More than 88 per cent of S&P 500 companies disclose non-GAAP metrics in their earnings release. Of those releases, says Hans Hoogervorst, Chairman of the International Accounting Standards Board, 82 per cent show increased net income and are “clearly designed to present results in a more favourable light”.

Typically, non-GAAP reporting is used to present what boards see as a more accurate and representative view of their company’s underlying earnings and profits. It usually strips out noncash and nonrecurring items, but the worry is that these figures could be misleading.

 ‘Detached from reality’


Hoogervorst  notes one study showed that the popular metric ‘core earnings’ was, on average, 30% higher than GAAP earnings.

According to data from S&P Dow Jones Indices and Thomson Reuters quoted by the WSJ, GAAP earnings companies listed on the S&P 500 were “virtually unchanged” last year compared with 2012. However, non-GAAP earnings rose nearly 14%.

“While these are numbers for the American market, securities regulators in the world of IFRS Standards are also concerned that non-GAAP numbers are getting increasingly detached from reality,” commented Hoogervorst.

Shareholder spring?


“In this light it is rather unnerving that most management remuneration packages are based on adjusted earnings. Knowing that even GAAP numbers can be vulnerable to earnings management, remuneration committees should be extremely wary to base their policies on earnings adjusted by management itself,” adds Hoogervorst.

A recent spate of mini-revolts by shareholders in the City suggests that investors are starting to take note.

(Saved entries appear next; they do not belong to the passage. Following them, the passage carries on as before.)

//! Scenario description of the starting map
//!
//! A scenario is plain data: the ordered tile list, where the party starts and
//! an optional initial capital name. Whether wild tiles start hidden (fog of
//! war) is decided per tile by the scenario, never by the movement rules.

use std::fs;
use std::path::{Path, PathBuf};

use bevy::prelude::*;
use hexx::Hex;
use serde::{Deserialize, Serialize};
use thiserror::Error;

use crate::map::capital::{CapitalName, RenameError, validate_capital_name};
use crate::map::roster::{PartyPosition, RosterError, TileRoster};
use crate::map::tiles::{Region, Tile, TileId, TileKind};

#[derive(Debug, Error)]
pub enum ScenarioError {
    #[error("failed to read scenario file {path}: {source}")]
    Io {
        path: PathBuf,
        source: std::io::Error,
    },
    #[error("failed to parse scenario: {0}")]
    Parse(#[from] serde_json::Error),
    #[error("invalid tile roster: {0}")]
    Roster(#[from] RosterError),
    #[error("invalid capital name: {0}")]
    CapitalName(#[from] RenameError),
}

#[derive(Debug, Clone, PartialEq, Serialize, Deserialize)]
pub struct Scenario {
    pub name: String,
    #[serde(default)]
    pub capital_name: Option<String>,
    /// Defaults to the capital when omitted
    #[serde(default)]
    pub party_start: Option<TileId>,
    pub tiles: Vec<TileSpec>,
}

#[derive(Debug, Clone, PartialEq, Serialize, Deserialize)]
pub struct TileSpec {
    pub id: TileId,
    pub name: String,
    /// Axial `[q, r]`
    pub axial: (i32, i32),
    pub region: Region,
    pub kind: TileKind,
    #[serde(default)]
    pub discovered: bool,
}

impl TileSpec {
    fn wild(id: &str, name: &str, axial: (i32, i32), region: Region, discovered: bool) -> Self {
        Self {
            id: TileId::from(id),
            name: name.to_string(),
            axial,
            region,
            kind: TileKind::Wild,
            discovered,
        }
    }

    fn capital(id: &str, name: &str) -> Self {
        Self {
            id: TileId::from(id),
            name: name.to_string(),
            axial: (0, 0),
            region: Region::Hub,
            kind: TileKind::Capital,
            discovered: true,
        }
    }

    fn to_tile(&self) -> Tile {
        Tile::new(
            self.id.clone(),
            self.name.clone(),
            Hex::new(self.axial.0, self.axial.1),
            self.region,
            self.kind,
        )
        .with_discovered(self.discovered)
    }
}

/// Validated starting state, ready to be inserted into an ECS world.
#[derive(Debug, Clone)]
pub struct InitialWorld {
    pub roster: TileRoster,
    pub party: PartyPosition,
    pub capital_name: CapitalName,
}

impl InitialWorld {
    pub fn insert_into(self, world: &mut World) {
        world.insert_resource(self.roster);
        world.insert_resource(self.party);
        world.insert_resource(self.capital_name);
    }
}

impl Scenario {
    pub fn load_from_path(path: impl AsRef<Path>) -> Result<Self, ScenarioError> {
        let path = path.as_ref();
        let text = fs::read_to_string(path).map_err(|source| ScenarioError::Io {
            path: path.to_path_buf(),
            source,
        })?;
        Self::from_json(&text)
    }

    pub fn from_json(text: &str) -> Result<Self, ScenarioError> {
        Ok(serde_json::from_str(text)?)
    }

    /// Validate the scenario and build the starting world state.
    pub fn build(&self) -> Result<InitialWorld, ScenarioError> {
        let mut roster = TileRoster::from_tiles(self.tiles.iter().map(TileSpec::to_tile))?;
        let party = match &self.party_start {
            Some(start) => PartyPosition::place(&roster, start.clone())?,
            None => PartyPosition::at_capital(&roster),
        };
        // Nobody stands on unknown ground.
        roster.mark_discovered(party.tile());

        let capital_name = match &self.capital_name {
            Some(name) => CapitalName::new(Some(validate_capital_name(name)?.to_string())),
            None => CapitalName::default(),
        };

        debug!(
            "Scenario '{}' built: {} tiles, {} discovered, party at '{}'",
            self.name,
            roster.len(),
            roster.discovered_count(),
            party.tile()
        );

        Ok(InitialWorld {
            roster,
            party,
            capital_name,
        })
    }

    /// Seven tiles around the capital in a single region, wild tiles hidden.
    pub fn fog_of_war() -> Self {
        Self {
            name: "fog_of_war".to_string(),
            capital_name: None,
            party_start: None,
            tiles: vec![
                TileSpec::capital("capital", "Oleg's Trading Post"),
                TileSpec::wild("east-meadow", "East Meadow", (1, 0), Region::Hub, false),
                TileSpec::wild("ne-ridge", "Northeast Ridge", (1, -1), Region::Hub, false),
                TileSpec::wild("nw-woods", "Northwest Woods", (0, -1), Region::Hub, false),
                TileSpec::wild("west-ford", "West Ford", (-1, 0), Region::Hub, false),
                TileSpec::wild("sw-marsh", "Southwest Marsh", (-1, 1), Region::Hub, false),
                TileSpec::wild("se-hills", "Southeast Hills", (0, 1), Region::Hub, false),
            ],
        }
    }

    /// Seven tiles split across regions, everything already mapped.
    pub fn stolen_lands() -> Self {
        Self {
            name: "stolen_lands".to_string(),
            capital_name: None,
            party_start: None,
            tiles: vec![
                TileSpec::capital("capital", "Capital"),
                TileSpec::wild("tuskwater-e", "Tuskwater Shore", (1, 0), Region::Tuskwater, true),
                TileSpec::wild(
                    "narlmarches-ne",
                    "Narlmarches Edge",
                    (1, -1),
                    Region::Narlmarches,
                    true,
                ),
                TileSpec::wild("greenbelt-nw", "Greenbelt Glade", (0, -1), Region::Greenbelt, true),
                TileSpec::wild("pitax", "Road to Pitax", (-1, 0), Region::Pitax, true),
                TileSpec::wild(
                    "greenbelt-sw",
                    "Greenbelt Thicket",
                    (-1, 1),
                    Region::Greenbelt,
                    true,
                ),
                TileSpec::wild(
                    "hooktongue-se",
                    "Hooktongue Slough",
                    (0, 1),
                    Region::Hooktongue,
                    true,
                ),
            ],
        }
    }
}
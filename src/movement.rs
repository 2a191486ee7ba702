use bevy::prelude::*;
use std::collections::VecDeque;
use thiserror::Error;

use crate::constants::JOURNEY_LOG_CAPACITY;
use crate::map::hex::{bounded_neighbors, is_adjacent};
use crate::map::{PartyPosition, Tile, TileId, TileRoster};
use crate::commands::CommandSet;
use crate::messages::MoveResolved;

/// Where the UI should go after a committed move
#[derive(Debug, Clone, PartialEq, Eq, Hash)]
pub enum NavigationDirective {
    /// Landing on the capital keeps the overview; the interior is a separate action.
    StayOnGlobalView,
    OpenTileDetail(TileId),
}

/// Why a move was refused. Refusals are ordinary results, never panics.
#[derive(Debug, Clone, Copy, PartialEq, Eq, Hash, Error)]
pub enum MoveRejection {
    #[error("tile does not exist")]
    UnknownTile,
    #[error("tile is not adjacent to the party")]
    NotAdjacent,
    #[error("peripheral regions only connect through the hub")]
    CrossRegion,
}

impl MoveRejection {
    pub fn code(self) -> &'static str {
        match self {
            MoveRejection::UnknownTile => "unknown-tile",
            MoveRejection::NotAdjacent => "not-adjacent",
            MoveRejection::CrossRegion => "cross-region",
        }
    }
}

#[derive(Debug, Clone, PartialEq, Eq)]
pub enum MoveOutcome {
    Moved { directive: NavigationDirective },
    Invalid { reason: MoveRejection },
    NoOp,
}

impl MoveOutcome {
    pub fn is_moved(&self) -> bool {
        matches!(self, MoveOutcome::Moved { .. })
    }

    pub fn describe(&self) -> String {
        match self {
            MoveOutcome::Moved { .. } => "moved".to_string(),
            MoveOutcome::Invalid { reason } => format!("invalid ({})", reason.code()),
            MoveOutcome::NoOp => "no-op".to_string(),
        }
    }
}

/// Check a single step without touching any state.
///
/// Order matters: self-move, existence, adjacency, then the hub rule.
pub fn evaluate_move(roster: &TileRoster, from: &TileId, to: &TileId) -> MoveOutcome {
    if from == to {
        return MoveOutcome::NoOp;
    }
    match validate_step(roster, from, to) {
        Ok(destination) => MoveOutcome::Moved {
            directive: directive_for(destination),
        },
        Err(reason) => MoveOutcome::Invalid { reason },
    }
}

fn validate_step<'a>(
    roster: &'a TileRoster,
    from: &TileId,
    to: &TileId,
) -> Result<&'a Tile, MoveRejection> {
    let origin = roster.lookup(from).ok_or(MoveRejection::UnknownTile)?;
    let destination = roster.lookup(to).ok_or(MoveRejection::UnknownTile)?;

    if !is_adjacent(origin.axial, destination.axial) {
        return Err(MoveRejection::NotAdjacent);
    }

    if origin.region != destination.region
        && !origin.region.is_hub()
        && !destination.region.is_hub()
    {
        return Err(MoveRejection::CrossRegion);
    }

    Ok(destination)
}

fn directive_for(destination: &Tile) -> NavigationDirective {
    if destination.is_capital() {
        NavigationDirective::StayOnGlobalView
    } else {
        NavigationDirective::OpenTileDetail(destination.id.clone())
    }
}

/// Move the party onto `to` if the step is legal.
///
/// Position and discovery are written together only after every check has
/// passed; refused moves leave both resources untouched.
pub fn attempt_move(
    roster: &mut TileRoster,
    party: &mut PartyPosition,
    to: &TileId,
) -> MoveOutcome {
    let outcome = evaluate_move(roster, party.tile(), to);
    if outcome.is_moved() {
        party.0 = to.clone();
        roster.mark_discovered(to);
    }
    outcome
}

/// Every tile a single legal step away from `from`, in neighbour order.
pub fn legal_moves(roster: &TileRoster, from: &TileId) -> Vec<TileId> {
    let Some(origin) = roster.lookup(from) else {
        return Vec::new();
    };
    bounded_neighbors(origin.axial)
        .filter_map(|hex| roster.tile_at(hex))
        .filter(|tile| evaluate_move(roster, from, &tile.id).is_moved())
        .map(|tile| tile.id.clone())
        .collect()
}

/// Bounded history of resolved moves, newest last
#[derive(Resource, Debug)]
pub struct JourneyLog {
    entries: VecDeque<MoveResolved>,
    capacity: usize,
}

impl Default for JourneyLog {
    fn default() -> Self {
        Self::new(JOURNEY_LOG_CAPACITY)
    }
}

impl JourneyLog {
    pub fn new(capacity: usize) -> Self {
        Self {
            entries: VecDeque::with_capacity(capacity),
            capacity,
        }
    }

    pub fn record(&mut self, entry: MoveResolved) {
        if self.capacity == 0 {
            return;
        }
        if self.entries.len() == self.capacity {
            self.entries.pop_front();
        }
        self.entries.push_back(entry);
    }

    pub fn entries(&self) -> impl Iterator<Item = &MoveResolved> {
        self.entries.iter()
    }

    pub fn last(&self) -> Option<&MoveResolved> {
        self.entries.back()
    }

    pub fn len(&self) -> usize {
        self.entries.len()
    }

    pub fn is_empty(&self) -> bool {
        self.entries.is_empty()
    }

    /// Number of moves that actually changed the party's position
    pub fn steps_taken(&self) -> usize {
        self.entries.iter().filter(|e| e.outcome.is_moved()).count()
    }
}

pub struct MovementPlugin;

impl Plugin for MovementPlugin {
    fn build(&self, app: &mut App) {
        app.add_message::<MoveResolved>()
            .init_resource::<JourneyLog>()
            .add_systems(PreUpdate, record_journey.after(CommandSet));
    }
}

fn record_journey(mut resolved: MessageReader<MoveResolved>, mut log: ResMut<JourneyLog>) {
    for entry in resolved.read() {
        log.record(entry.clone());
    }
}
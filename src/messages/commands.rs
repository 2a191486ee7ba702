use bevy::prelude::*;

use crate::map::TileId;
use crate::messages::{MoveRequest, RenameCapital};

/// Everything the player can ask of the exploration core.
///
/// One message type keeps commands in the order they were written; they are
/// applied one after another in that order.
#[derive(Message, Debug, Clone, PartialEq)]
pub enum PlayerCommand {
    Move(MoveRequest),
    /// Open the capital interior. Ignored unless the party stands on the capital.
    EnterCapital,
    /// Return to the overview map from any screen.
    BackToGlobal,
    RenameCapital(RenameCapital),
}

impl PlayerCommand {
    pub fn move_to(to: impl Into<TileId>) -> Self {
        PlayerCommand::Move(MoveRequest::new(to))
    }

    pub fn rename(name: impl Into<String>) -> Self {
        PlayerCommand::RenameCapital(RenameCapital { name: name.into() })
    }
}

impl From<MoveRequest> for PlayerCommand {
    fn from(request: MoveRequest) -> Self {
        PlayerCommand::Move(request)
    }
}

impl From<RenameCapital> for PlayerCommand {
    fn from(request: RenameCapital) -> Self {
        PlayerCommand::RenameCapital(request)
    }
}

Hoogervorst notes one case where the non-GAAP metric was more than $12bn different from the IFRS version – a $6bn loss was turned into ‘underlying profit’ of $6bn. The happy CEO’s remuneration was based on the underlying profit.

“Clearly, both shareholders and remuneration committees need to be much more aware and critical of the role of non-GAAP measures in remuneration formulas,” adds Hoogervorst.

Examples are plentiful. Alcoa recently reported a GAAP net income loss of just over $500m over the last 12 months, but was able to magic this into a $532m profit with a little bit of non-GAAP reporting wizardry.



Now, regulators are on the case. The Securities and Exchange Commission (SEC), the US watchdog, has taken exception to the use of non-GAAP reporting by Valeant.

It’s accused the Canadian pharmaceutical giant of being “potentially misleading” in its reporting to investors.

SEC Chairman Mary Jo White has said she wants to “rein in” non-GAAP reporting, while SEC staffer Mark Kronforst told some news outlets recently that the regulator will “take exception” to the practice.